▸ **Problem**
Find every line in the records that holds the string "name". Copy each one.

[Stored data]
────

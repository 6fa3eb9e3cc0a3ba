//! Read-only widget catalog and data feed lookups, plus the filtering used by
//! the add-widget picker.

use fuzzy_matcher::FuzzyMatcher;
use fuzzy_matcher::skim::SkimMatcherV2;
use serde::{Deserialize, Serialize};
use std::collections::{BTreeSet, HashMap};

use crate::model::{DataEntry, Layout, LayoutItem, Widget, WidgetId};

pub type DataFeed = HashMap<WidgetId, DataEntry>;

#[derive(Clone, Debug, Default, PartialEq, Eq, Serialize, Deserialize)]
#[serde(transparent)]
pub struct Catalog {
    widgets: Vec<Widget>,
}

impl Catalog {
    pub fn new(widgets: Vec<Widget>) -> Self {
        Self { widgets }
    }

    pub fn get(&self, id: &WidgetId) -> Option<&Widget> {
        self.widgets.iter().find(|w| &w.id == id)
    }

    pub fn widgets(&self) -> &[Widget] {
        &self.widgets
    }

    pub fn len(&self) -> usize {
        self.widgets.len()
    }

    pub fn is_empty(&self) -> bool {
        self.widgets.is_empty()
    }
}

/// What to draw for a layout item.
#[derive(Clone, Copy, Debug, PartialEq)]
pub enum WidgetBinding<'a> {
    /// The id has no catalog entry.
    Missing,
    /// Known widget, nothing in the data feed yet.
    AwaitingData(&'a Widget),
    Ready(&'a Widget, &'a DataEntry),
}

pub fn resolve<'a>(
    item: &LayoutItem,
    catalog: &'a Catalog,
    data: &'a DataFeed,
) -> WidgetBinding<'a> {
    match catalog.get(&item.id) {
        None => WidgetBinding::Missing,
        Some(widget) => match data.get(&item.id) {
            None => WidgetBinding::AwaitingData(widget),
            Some(entry) => WidgetBinding::Ready(widget, entry),
        },
    }
}

/// Catalog widgets that are not yet placed, in catalog order.
pub fn available_widgets<'a>(catalog: &'a Catalog, layout: &Layout) -> Vec<&'a Widget> {
    catalog
        .widgets()
        .iter()
        .filter(|w| !layout.contains(&w.id))
        .collect()
}

/// Sorted union of the contexts the given widgets support.
pub fn context_options(widgets: &[&Widget]) -> Vec<String> {
    widgets
        .iter()
        .flat_map(|w| w.supported_contexts.iter().cloned())
        .collect::<BTreeSet<_>>()
        .into_iter()
        .collect()
}

#[derive(Clone, Debug, Default, PartialEq, Eq)]
pub enum ContextFilter {
    #[default]
    All,
    Only(String),
}

impl ContextFilter {
    pub fn accepts(&self, widget: &Widget) -> bool {
        match self {
            ContextFilter::All => true,
            ContextFilter::Only(ctx) => widget.supported_contexts.contains(ctx),
        }
    }
}

#[derive(Clone, Debug, Default, PartialEq, Eq)]
pub struct WidgetQuery {
    pub keyword: String,
    pub context: ContextFilter,
}

/// Applies the context filter, then fuzzy-matches the keyword against name,
/// description and id. With a keyword the best matches come first; without
/// one the input order is kept.
pub fn filter_widgets<'a>(widgets: &[&'a Widget], query: &WidgetQuery) -> Vec<&'a Widget> {
    let in_context = widgets.iter().copied().filter(|w| query.context.accepts(w));
    let keyword = query.keyword.trim();
    if keyword.is_empty() {
        return in_context.collect();
    }
    let matcher = SkimMatcherV2::default().ignore_case();
    let mut scored: Vec<(&Widget, i64)> = in_context
        .filter_map(|w| {
            let haystack = format!("{} {} {}", w.name, w.description, w.id);
            matcher.fuzzy_match(&haystack, keyword).map(|score| (w, score))
        })
        .collect();
    scored.sort_by(|a, b| b.1.cmp(&a.1).then_with(|| a.0.name.cmp(&b.0.name)));
    scored.into_iter().map(|(w, _)| w).collect()
}

#[derive(Clone, Copy, Debug, PartialEq, Eq)]
pub enum SegmentKind {
    Plain,
    Rise,
    Fall,
    Critical,
}

#[derive(Clone, Debug, PartialEq, Eq)]
pub struct DescriptionSegment {
    pub kind: SegmentKind,
    pub text: String,
}

const CRITICAL_SUFFIXES: &[&str] = &[" 嚴重", " critical"];

/// Splits a data-feed description into highlighted runs: `↑12.5%` rises,
/// `↓3%` falls and `<n> critical` counts. Everything else is plain.
pub fn segment_description(input: &str) -> Vec<DescriptionSegment> {
    let mut out = Vec::new();
    let mut plain = String::new();
    let mut rest = input;
    while let Some(ch) = rest.chars().next() {
        let hit = match ch {
            '↑' => match_percent(rest, ch).map(|len| (SegmentKind::Rise, len)),
            '↓' => match_percent(rest, ch).map(|len| (SegmentKind::Fall, len)),
            c if c.is_ascii_digit() => match_critical(rest).map(|len| (SegmentKind::Critical, len)),
            _ => None,
        };
        match hit {
            Some((kind, len)) => {
                if !plain.is_empty() {
                    out.push(DescriptionSegment {
                        kind: SegmentKind::Plain,
                        text: std::mem::take(&mut plain),
                    });
                }
                out.push(DescriptionSegment {
                    kind,
                    text: rest[..len].to_string(),
                });
                rest = &rest[len..];
            }
            None => {
                plain.push(ch);
                rest = &rest[ch.len_utf8()..];
            }
        }
    }
    if !plain.is_empty() {
        out.push(DescriptionSegment {
            kind: SegmentKind::Plain,
            text: plain,
        });
    }
    out
}

fn digit_run(s: &str) -> usize {
    s.bytes().take_while(u8::is_ascii_digit).count()
}

/// `<arrow>\d+(\.\d+)?%`, returning the byte length.
fn match_percent(s: &str, arrow: char) -> Option<usize> {
    let mut len = arrow.len_utf8();
    let int = digit_run(&s[len..]);
    if int == 0 {
        return None;
    }
    len += int;
    if s[len..].starts_with('.') {
        let frac = digit_run(&s[len + 1..]);
        if frac > 0 {
            len += 1 + frac;
        }
    }
    s[len..].starts_with('%').then_some(len + 1)
}

/// `\d+ (嚴重|critical)`, returning the byte length.
fn match_critical(s: &str) -> Option<usize> {
    let int = digit_run(s);
    CRITICAL_SUFFIXES
        .iter()
        .find(|suffix| s[int..].starts_with(*suffix))
        .map(|suffix| int + suffix.len())
}

#[cfg(test)]
mod tests {
    use super::*;

    fn widget(id: &str, name: &str, description: &str, contexts: &[&str]) -> Widget {
        Widget {
            id: WidgetId::new(id),
            name: name.to_string(),
            description: description.to_string(),
            supported_contexts: contexts.iter().map(|c| c.to_string()).collect(),
        }
    }

    fn sample_catalog() -> Catalog {
        Catalog::new(vec![
            widget("incident_count", "Open incidents", "Active incidents", &["incidents", "home"]),
            widget("cpu_usage", "CPU usage", "Cluster CPU load", &["resources"]),
            widget("mttr", "Mean time to resolve", "Incident MTTR", &["incidents"]),
        ])
    }

    fn entry() -> DataEntry {
        serde_json::from_str(r#"{"value":7}"#).unwrap()
    }

    #[test]
    fn test_resolve_bindings() {
        let catalog = sample_catalog();
        let mut data = DataFeed::new();
        data.insert(WidgetId::new("cpu_usage"), entry());

        let ghost = LayoutItem::new("deleted_widget", 0, 0, 4, 2);
        assert_eq!(resolve(&ghost, &catalog, &data), WidgetBinding::Missing);

        let pending = LayoutItem::new("mttr", 0, 0, 4, 2);
        assert!(matches!(
            resolve(&pending, &catalog, &data),
            WidgetBinding::AwaitingData(w) if w.name == "Mean time to resolve"
        ));

        let ready = LayoutItem::new("cpu_usage", 0, 0, 4, 2);
        assert!(matches!(
            resolve(&ready, &catalog, &data),
            WidgetBinding::Ready(_, e) if e.value.to_string() == "7"
        ));
    }

    #[test]
    fn test_available_widgets_excludes_placed() {
        let catalog = sample_catalog();
        let layout = Layout::new(vec![LayoutItem::new("cpu_usage", 0, 0, 4, 2)]);
        let ids: Vec<&str> = available_widgets(&catalog, &layout)
            .iter()
            .map(|w| w.id.as_str())
            .collect();
        assert_eq!(ids, vec!["incident_count", "mttr"]);
    }

    #[test]
    fn test_context_options_sorted_unique() {
        let catalog = sample_catalog();
        let all = available_widgets(&catalog, &Layout::default());
        assert_eq!(context_options(&all), vec!["home", "incidents", "resources"]);
    }

    #[test]
    fn test_filter_by_context_and_keyword() {
        let catalog = sample_catalog();
        let all = available_widgets(&catalog, &Layout::default());

        let query = WidgetQuery {
            keyword: String::new(),
            context: ContextFilter::Only("incidents".into()),
        };
        let ids: Vec<&str> = filter_widgets(&all, &query).iter().map(|w| w.id.as_str()).collect();
        assert_eq!(ids, vec!["incident_count", "mttr"]);

        let query = WidgetQuery {
            keyword: "cpu".into(),
            context: ContextFilter::All,
        };
        let ids: Vec<&str> = filter_widgets(&all, &query).iter().map(|w| w.id.as_str()).collect();
        assert_eq!(ids, vec!["cpu_usage"]);

        let query = WidgetQuery {
            keyword: "cpu".into(),
            context: ContextFilter::Only("home".into()),
        };
        assert!(filter_widgets(&all, &query).is_empty());
    }

    #[test]
    fn test_segment_description() {
        let segments = segment_description("↑12.5% vs last week, 3 嚴重");
        assert_eq!(
            segments,
            vec![
                DescriptionSegment { kind: SegmentKind::Rise, text: "↑12.5%".into() },
                DescriptionSegment { kind: SegmentKind::Plain, text: " vs last week, ".into() },
                DescriptionSegment { kind: SegmentKind::Critical, text: "3 嚴重".into() },
            ]
        );

        let segments = segment_description("down ↓4% with 12 critical");
        let kinds: Vec<SegmentKind> = segments.iter().map(|s| s.kind).collect();
        assert_eq!(
            kinds,
            vec![SegmentKind::Plain, SegmentKind::Fall, SegmentKind::Plain, SegmentKind::Critical]
        );
        assert_eq!(segments[3].text, "12 critical");
    }

    #[test]
    fn test_segment_description_rejects_partial_patterns() {
        let segments = segment_description("↑% and ↓1.x% and 5 ok");
        assert_eq!(segments.len(), 1);
        assert_eq!(segments[0].kind, SegmentKind::Plain);
        assert!(segment_description("").is_empty());
    }
}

────

▸ **Response**
/// Applies the context filter, then fuzzy-matches the keyword against name,
            let haystack = format!("{} {} {}", w.name, w.description, w.id);
    scored.sort_by(|a, b| b.1.cmp(&a.1).then_with(|| a.0.name.cmp(&b.0.name)));
    fn widget(id: &str, name: &str, description: &str, contexts: &[&str]) -> Widget {
            name: name.to_string(),
            WidgetBinding::AwaitingData(w) if w.name == "Mean time to resolve"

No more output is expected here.